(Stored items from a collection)

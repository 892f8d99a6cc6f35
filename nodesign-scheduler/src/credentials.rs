//! Client credentials.
//!
//! A client starts out with the shared `/users/nobody` identity, which only
//! allows registering or recovering a node. Enrolment exchanges it for
//! device credentials: a certificate whose common name names the node, and
//! the rune issued alongside it.

use nodesign_signer::{NodeId, Signer};
use nodesign_tls::{
    common_name_from_pem, device_common_name, TlsConfig, TlsError, NOBODY_COMMON_NAME,
};
use serde::{Deserialize, Serialize};
use std::fs;
use std::path::{Path, PathBuf};
use thiserror::Error;
use tracing::{debug, info};
use zeroize::{Zeroize, Zeroizing};

use crate::client::{Scheduler, SchedulerError};
use crate::runes;

/// Version tag of the serialized device credentials blob.
const BLOB_VERSION: u32 = 1;

/// Errors from handling credentials.
#[derive(Debug, Error)]
pub enum CredentialsError {
    #[error("Credentials are not {0} credentials")]
    WrongKind(&'static str),

    #[error("Unsupported credentials version {0}")]
    Version(u32),

    #[error("Identity mismatch: certificate is for {actual:?}, expected {expected:?}")]
    IdentityMismatch { expected: String, actual: String },

    #[error("Serialization error: {0}")]
    Serialization(#[from] bincode::Error),

    #[error("TLS error: {0}")]
    Tls(#[from] TlsError),

    #[error("IO error on {path:?}: {source}")]
    Io {
        path: PathBuf,
        #[source]
        source: std::io::Error,
    },
}

/// Per-node credentials issued by the scheduler.
#[derive(Debug, Clone)]
pub struct DeviceCredentials {
    tls: TlsConfig,
    node_id: NodeId,
    rune: String,
}

impl DeviceCredentials {
    pub fn new(tls: TlsConfig, node_id: NodeId, rune: impl Into<String>) -> Self {
        Self {
            tls,
            node_id,
            rune: rune.into(),
        }
    }

    pub fn tls_config(&self) -> &TlsConfig {
        &self.tls
    }

    pub fn node_id(&self) -> NodeId {
        self.node_id
    }

    pub fn rune(&self) -> &str {
        &self.rune
    }

    /// Whether a usable rune is attached. Credentials written before runes
    /// were issued carry none.
    pub fn has_rune(&self) -> bool {
        runes::is_well_formed(&self.rune)
    }

    /// Check that the certificate was issued for this node.
    pub fn verify_identity(&self) -> Result<(), CredentialsError> {
        let expected = device_common_name(&self.node_id.to_hex());
        let actual = self.tls.identity_common_name()?.unwrap_or_default();
        if actual != expected {
            return Err(CredentialsError::IdentityMismatch { expected, actual });
        }
        Ok(())
    }

    /// Serialize to a self-contained blob.
    pub fn to_bytes(&self) -> Result<Vec<u8>, CredentialsError> {
        let (cert, key) = match (self.tls.cert_pem(), self.tls.key_pem()) {
            (Some(cert), Some(key)) => (cert.to_vec(), key.to_vec()),
            _ => return Err(TlsError::MissingIdentity.into()),
        };

        let mut blob = CredentialsBlob {
            version: BLOB_VERSION,
            ca: self.tls.ca_pem().to_vec(),
            cert,
            key,
            node_id: self.node_id,
            rune: self.rune.clone(),
        };
        let bytes = bincode::serialize(&blob);
        blob.key.zeroize();
        Ok(bytes?)
    }

    /// Parse a blob produced by [`to_bytes`](Self::to_bytes).
    pub fn from_bytes(bytes: &[u8]) -> Result<Self, CredentialsError> {
        let blob: CredentialsBlob = bincode::deserialize(bytes)?;
        if blob.version != BLOB_VERSION {
            return Err(CredentialsError::Version(blob.version));
        }

        let tls = TlsConfig::new(blob.ca).with_identity(blob.cert, blob.key);
        let creds = Self::new(tls, blob.node_id, blob.rune);
        creds.verify_identity()?;
        Ok(creds)
    }

    pub fn from_path(path: impl AsRef<Path>) -> Result<Self, CredentialsError> {
        let path = path.as_ref();
        let bytes = Zeroizing::new(fs::read(path).map_err(|source| CredentialsError::Io {
            path: path.to_path_buf(),
            source,
        })?);
        debug!("Loaded device credentials from {:?}", path);
        Self::from_bytes(&bytes)
    }

    /// Write the blob to `path`, readable only by the owner on unix.
    pub fn write_to_path(&self, path: impl AsRef<Path>) -> Result<(), CredentialsError> {
        let path = path.as_ref();
        let bytes = Zeroizing::new(self.to_bytes()?);
        let io_err = |source: std::io::Error| CredentialsError::Io {
            path: path.to_path_buf(),
            source,
        };

        if let Some(parent) = path.parent().filter(|p| !p.as_os_str().is_empty()) {
            fs::create_dir_all(parent).map_err(io_err)?;
        }
        fs::write(path, &bytes[..]).map_err(io_err)?;

        #[cfg(unix)]
        {
            use std::os::unix::fs::PermissionsExt;
            fs::set_permissions(path, fs::Permissions::from_mode(0o600)).map_err(io_err)?;
        }

        debug!("Wrote device credentials to {:?}", path);
        Ok(())
    }
}

#[derive(Serialize, Deserialize)]
struct CredentialsBlob {
    version: u32,
    ca: Vec<u8>,
    cert: Vec<u8>,
    key: Vec<u8>,
    node_id: NodeId,
    rune: String,
}

/// Identity a client presents to the scheduler.
#[derive(Debug, Clone)]
pub enum Credentials {
    /// Shared pre-enrolment identity
    Nobody(TlsConfig),
    /// Identity bound to one node
    Device(DeviceCredentials),
}

impl Credentials {
    /// Wrap nobody TLS material, checking its common name.
    pub fn nobody(tls: TlsConfig) -> Result<Self, CredentialsError> {
        let actual = tls.identity_common_name()?.unwrap_or_default();
        if actual != NOBODY_COMMON_NAME {
            return Err(CredentialsError::IdentityMismatch {
                expected: NOBODY_COMMON_NAME.to_string(),
                actual,
            });
        }
        Ok(Credentials::Nobody(tls))
    }

    pub fn tls_config(&self) -> &TlsConfig {
        match self {
            Credentials::Nobody(tls) => tls,
            Credentials::Device(device) => device.tls_config(),
        }
    }

    pub fn node_id(&self) -> Result<NodeId, CredentialsError> {
        Ok(self.ensure_device()?.node_id())
    }

    pub fn rune(&self) -> Result<&str, CredentialsError> {
        Ok(self.ensure_device()?.rune())
    }

    pub fn ensure_device(&self) -> Result<&DeviceCredentials, CredentialsError> {
        match self {
            Credentials::Device(device) => Ok(device),
            Credentials::Nobody(_) => Err(CredentialsError::WrongKind("device")),
        }
    }

    pub fn ensure_nobody(&self) -> Result<&TlsConfig, CredentialsError> {
        match self {
            Credentials::Nobody(tls) => Ok(tls),
            Credentials::Device(_) => Err(CredentialsError::WrongKind("nobody")),
        }
    }

    /// Device credentials from PEM parts, taking the node id from the
    /// certificate's common name.
    pub fn from_parts(
        ca_pem: impl Into<Vec<u8>>,
        cert_pem: impl Into<Vec<u8>>,
        key_pem: impl Into<Vec<u8>>,
        rune: impl Into<String>,
    ) -> Result<Self, CredentialsError> {
        let cert_pem = cert_pem.into();
        let actual = common_name_from_pem(&cert_pem)?.unwrap_or_default();
        let node_id = actual
            .strip_prefix("/users/")
            .and_then(|id| id.parse::<NodeId>().ok())
            .ok_or_else(|| CredentialsError::IdentityMismatch {
                expected: device_common_name("<node id>"),
                actual: actual.clone(),
            })?;

        let tls = TlsConfig::new(ca_pem).with_identity(cert_pem, key_pem);
        Ok(Credentials::Device(DeviceCredentials::new(tls, node_id, rune)))
    }

    /// Bring device credentials up to date for `signer`.
    ///
    /// Credentials that already carry a rune and a certificate for the node
    /// are returned unchanged. Otherwise the node is recovered through
    /// `scheduler`, which yields a fresh certificate and master rune.
    pub fn upgrade(
        &self,
        scheduler: &Scheduler,
        signer: &Signer,
    ) -> Result<Credentials, SchedulerError> {
        let device = self.ensure_device()?;
        if device.node_id() != signer.node_id() {
            return Err(CredentialsError::IdentityMismatch {
                expected: signer.node_id().to_hex(),
                actual: device.node_id().to_hex(),
            }
            .into());
        }

        if device.has_rune() && device.verify_identity().is_ok() {
            debug!("Credentials for {} are current", device.node_id());
            return Ok(self.clone());
        }

        info!("Upgrading credentials for node {}", device.node_id());
        scheduler.recover(signer)
    }

    /// Replace the trusted CA, keeping the identity.
    pub fn with_ca(self, ca_pem: impl Into<Vec<u8>>) -> Self {
        match self {
            Credentials::Nobody(tls) => Credentials::Nobody(tls.with_ca(ca_pem)),
            Credentials::Device(device) => Credentials::Device(DeviceCredentials {
                tls: device.tls.with_ca(ca_pem),
                ..device
            }),
        }
    }
}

Problem to solve.
Make a list of all lines in the data that contain "WrongKind".

Task answer.
    WrongKind(&'static str),
            Credentials::Nobody(_) => Err(CredentialsError::WrongKind("device")),
            Credentials::Device(_) => Err(CredentialsError::WrongKind("nobody")),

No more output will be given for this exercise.